-- DATA IN THIS EXERCISE follows --

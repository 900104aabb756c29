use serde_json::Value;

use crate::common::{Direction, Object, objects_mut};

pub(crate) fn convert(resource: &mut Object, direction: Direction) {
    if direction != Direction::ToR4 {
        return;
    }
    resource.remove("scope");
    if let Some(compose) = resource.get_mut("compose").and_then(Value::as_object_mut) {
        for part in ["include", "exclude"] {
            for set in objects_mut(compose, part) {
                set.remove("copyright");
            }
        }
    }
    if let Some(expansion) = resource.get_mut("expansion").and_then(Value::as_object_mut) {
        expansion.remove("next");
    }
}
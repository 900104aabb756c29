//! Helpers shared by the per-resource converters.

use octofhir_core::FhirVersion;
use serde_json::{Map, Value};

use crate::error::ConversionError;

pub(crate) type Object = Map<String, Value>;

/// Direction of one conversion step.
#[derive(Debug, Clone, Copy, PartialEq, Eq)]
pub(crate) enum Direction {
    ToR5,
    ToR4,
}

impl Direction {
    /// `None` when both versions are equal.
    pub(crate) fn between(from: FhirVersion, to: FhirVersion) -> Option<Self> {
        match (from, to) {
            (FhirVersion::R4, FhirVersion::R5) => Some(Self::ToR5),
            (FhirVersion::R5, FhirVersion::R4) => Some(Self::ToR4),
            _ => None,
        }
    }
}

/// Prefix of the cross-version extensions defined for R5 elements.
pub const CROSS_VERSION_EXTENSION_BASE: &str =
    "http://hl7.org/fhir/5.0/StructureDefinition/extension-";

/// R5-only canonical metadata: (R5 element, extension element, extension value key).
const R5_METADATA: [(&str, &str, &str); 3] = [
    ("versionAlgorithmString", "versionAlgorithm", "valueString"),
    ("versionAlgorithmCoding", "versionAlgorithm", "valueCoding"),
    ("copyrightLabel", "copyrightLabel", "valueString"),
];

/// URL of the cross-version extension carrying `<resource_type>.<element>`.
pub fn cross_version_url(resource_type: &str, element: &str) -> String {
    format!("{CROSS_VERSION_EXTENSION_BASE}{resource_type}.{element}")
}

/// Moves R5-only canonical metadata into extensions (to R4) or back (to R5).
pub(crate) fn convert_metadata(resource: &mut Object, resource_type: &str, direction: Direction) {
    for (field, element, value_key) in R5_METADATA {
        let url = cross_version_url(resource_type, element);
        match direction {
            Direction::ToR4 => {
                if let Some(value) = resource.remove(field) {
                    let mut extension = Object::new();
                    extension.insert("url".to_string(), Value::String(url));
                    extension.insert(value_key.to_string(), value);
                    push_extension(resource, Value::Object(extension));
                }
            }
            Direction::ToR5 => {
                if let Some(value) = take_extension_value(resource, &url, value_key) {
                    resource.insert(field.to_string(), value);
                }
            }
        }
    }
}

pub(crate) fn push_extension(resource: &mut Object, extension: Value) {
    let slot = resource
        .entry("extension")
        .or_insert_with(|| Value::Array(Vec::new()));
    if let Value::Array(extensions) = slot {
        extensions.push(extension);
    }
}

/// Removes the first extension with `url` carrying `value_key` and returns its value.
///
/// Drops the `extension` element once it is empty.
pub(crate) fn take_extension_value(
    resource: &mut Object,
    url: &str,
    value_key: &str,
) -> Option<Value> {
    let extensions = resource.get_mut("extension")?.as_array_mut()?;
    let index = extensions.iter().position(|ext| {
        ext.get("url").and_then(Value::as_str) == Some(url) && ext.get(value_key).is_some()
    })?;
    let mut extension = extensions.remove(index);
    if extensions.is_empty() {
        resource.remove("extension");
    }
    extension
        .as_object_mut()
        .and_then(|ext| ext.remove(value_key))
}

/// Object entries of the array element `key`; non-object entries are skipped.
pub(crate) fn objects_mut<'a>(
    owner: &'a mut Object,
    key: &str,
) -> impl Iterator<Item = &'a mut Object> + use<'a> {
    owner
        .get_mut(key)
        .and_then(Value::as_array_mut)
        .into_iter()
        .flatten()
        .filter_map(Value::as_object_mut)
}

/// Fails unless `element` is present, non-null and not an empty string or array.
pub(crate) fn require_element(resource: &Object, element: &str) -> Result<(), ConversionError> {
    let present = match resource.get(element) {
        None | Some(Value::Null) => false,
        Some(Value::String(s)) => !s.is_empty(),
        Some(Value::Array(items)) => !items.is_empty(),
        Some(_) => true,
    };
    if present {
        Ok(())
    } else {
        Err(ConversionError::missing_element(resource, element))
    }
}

-- DATA IN THIS EXERCISE concluded --

PROMPT: In the listing above, find each line containing "match" and copy it.

RESPONSE:
        match (from, to) {
        match direction {
    let present = match resource.get(element) {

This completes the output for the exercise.